▸ Exercise goal: In the material below, find each line with the word "ParseContext" and copy it.

▸ Data provided:
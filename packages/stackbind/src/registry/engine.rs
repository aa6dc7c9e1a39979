//! Handler stack engine.
//!
//! The engine owns one frame per open element. Each frame pairs the element
//! name with the handler created for it, or with nothing when the element lies
//! in a subtree that is being skipped. There is no other state: whether the
//! engine is at the root, inside a handled element or inside an ignored
//! subtree follows from the stack contents.

use std::collections::BTreeMap;
use std::sync::Arc;

use super::core::{AnyHandler, CreateFn, ElementRegistry};
use super::handler::IgnorePolicy;
use super::types::{Attributes, ParseContext};
use crate::error::{HandlerError, StackError};
use crate::name::QualifiedName;

struct Frame {
    name: QualifiedName,
    handler: Option<Box<dyn AnyHandler>>,
}

/// Stack-based dispatcher that routes XML events to element handlers.
///
/// Events are fed in document order through [`element_started`],
/// [`characters`] and [`element_finished`]. The first error puts the engine
/// into a failed state in which every later event is ignored; frames still
/// open at that point are dropped without calling `finish`.
///
/// [`element_started`]: ParseEngine::element_started
/// [`characters`]: ParseEngine::characters
/// [`element_finished`]: ParseEngine::element_finished
pub struct ParseEngine<T> {
    stack: Vec<Frame>,
    context: ParseContext,
    root_handlers: BTreeMap<QualifiedName, Arc<CreateFn>>,
    failed: bool,
    result: Option<T>,
}

impl<T: 'static> ParseEngine<T> {
    /// Create a new engine for one document.
    ///
    /// # Arguments
    /// * `source_id` - Identifier of the document, used in diagnostics only
    /// * `root_handlers` - Factories for the element names allowed as the root
    #[must_use]
    pub fn new(source_id: impl Into<String>, root_handlers: ElementRegistry<T>) -> Self {
        Self {
            stack: Vec::new(),
            context: ParseContext::new(source_id),
            root_handlers: root_handlers.into_erased(),
            failed: false,
            result: None,
        }
    }

    /// The context handed to handlers.
    #[must_use]
    pub fn context(&self) -> &ParseContext {
        &self.context
    }

    /// Record the current position of the event source.
    pub fn set_position(&mut self, line: i64, column: i64) {
        self.context.set_position(line, column);
    }

    /// Whether an error has been raised.
    #[must_use]
    pub fn failed(&self) -> bool {
        self.failed
    }

    /// Number of open elements.
    #[must_use]
    pub fn depth(&self) -> usize {
        self.stack.len()
    }

    /// The value produced by the root handler, once the root has finished.
    #[must_use]
    pub fn result(&self) -> Option<&T> {
        self.result.as_ref()
    }

    /// Consume the engine, returning the root value if one was produced.
    #[must_use]
    pub fn into_result(self) -> Option<T> {
        self.result
    }

    /// An element started.
    ///
    /// # Errors
    /// Returns an error if the element is not allowed at this point, or if the
    /// handler factory or the new handler's `on_start` fails. The engine is
    /// failed afterwards.
    pub fn element_started(
        &mut self,
        name: &QualifiedName,
        attributes: &Attributes,
    ) -> Result<(), StackError> {
        if self.failed {
            return Ok(());
        }
        let outcome = self.start(name, attributes);
        self.failed = outcome.is_err();
        outcome
    }

    /// A chunk of text arrived inside the current element.
    ///
    /// # Errors
    /// Returns an error if no element is open or the handler rejects the text.
    pub fn characters(&mut self, text: &str) -> Result<(), StackError> {
        if self.failed {
            return Ok(());
        }
        let outcome = self.text(text);
        self.failed = outcome.is_err();
        outcome
    }

    /// The current element finished.
    ///
    /// # Errors
    /// Returns an error if no element is open, or if the handler's `finish` or
    /// the parent's `on_child_result` fails.
    pub fn element_finished(&mut self, name: &QualifiedName) -> Result<(), StackError> {
        if self.failed {
            return Ok(());
        }
        let outcome = self.finish(name);
        self.failed = outcome.is_err();
        outcome
    }

    fn start(&mut self, name: &QualifiedName, attributes: &Attributes) -> Result<(), StackError> {
        let Some(parent) = self.stack.last() else {
            let create = self
                .root_handlers
                .get(name)
                .ok_or_else(|| StackError::RootNotAllowed { name: name.clone() })?;
            let handler = create(&self.context)?;
            return self.push(name, handler, attributes);
        };

        let Some(parent_handler) = parent.handler.as_ref() else {
            self.push_ignored(name);
            return Ok(());
        };

        let wanted = parent_handler.wanted_child_handlers(&self.context);
        if let Some(create) = wanted.get(name) {
            let handler = create(&self.context)?;
            return self.push(name, handler, attributes);
        }

        match parent_handler.ignore_policy(&self.context) {
            IgnorePolicy::IgnoreUnrecognized => {
                tracing::trace!(
                    element = %name,
                    handler = %parent_handler.name(),
                    "Skipping unrecognized element"
                );
                self.push_ignored(name);
                Ok(())
            }
            IgnorePolicy::DoNotIgnoreUnrecognized => Err(StackError::UnrecognizedElement {
                handler: parent_handler.name(),
                name: name.clone(),
                expected: wanted
                    .keys()
                    .map(QualifiedName::local_name)
                    .collect::<Vec<_>>()
                    .join("|"),
            }),
        }
    }

    fn push(
        &mut self,
        name: &QualifiedName,
        handler: Box<dyn AnyHandler>,
        attributes: &Attributes,
    ) -> Result<(), StackError> {
        tracing::trace!(
            element = name.local_name(),
            handler = %handler.name(),
            depth = self.stack.len() + 1,
            "push"
        );
        self.stack.push(Frame {
            name: name.clone(),
            handler: Some(handler),
        });
        if let Some(handler) = self.stack.last_mut().and_then(|f| f.handler.as_mut()) {
            handler.on_start(&self.context, attributes)?;
        }
        Ok(())
    }

    fn push_ignored(&mut self, name: &QualifiedName) {
        tracing::trace!(
            element = name.local_name(),
            depth = self.stack.len() + 1,
            "push (ignored)"
        );
        self.stack.push(Frame {
            name: name.clone(),
            handler: None,
        });
    }

    fn text(&mut self, text: &str) -> Result<(), StackError> {
        let frame = self
            .stack
            .last_mut()
            .ok_or(StackError::EmptyStack { event: "characters" })?;
        if let Some(handler) = frame.handler.as_mut() {
            handler.on_characters(&self.context, text)?;
        }
        Ok(())
    }

    fn finish(&mut self, name: &QualifiedName) -> Result<(), StackError> {
        let frame = self
            .stack
            .pop()
            .ok_or(StackError::EmptyStack { event: "element end" })?;
        tracing::trace!(
            element = frame.name.local_name(),
            closing = name.local_name(),
            depth = self.stack.len(),
            "pop"
        );

        let Some(mut handler) = frame.handler else {
            return Ok(());
        };
        let value = handler.finish(&self.context)?;

        match self.stack.last_mut() {
            None => {
                let value = value.downcast::<T>().map_err(|_| {
                    HandlerError::new(format!(
                        "Root handler {} produced a value of an unexpected type",
                        handler.name()
                    ))
                })?;
                self.result = Some(*value);
            }
            Some(parent) => {
                if let Some(parent_handler) = parent.handler.as_mut() {
                    parent_handler.on_child_result(&self.context, value)?;
                }
            }
        }
        Ok(())
    }
}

▸ Response to this exercise:
use super::types::{Attributes, ParseContext};
    context: ParseContext,
            context: ParseContext::new(source_id),
    pub fn context(&self) -> &ParseContext {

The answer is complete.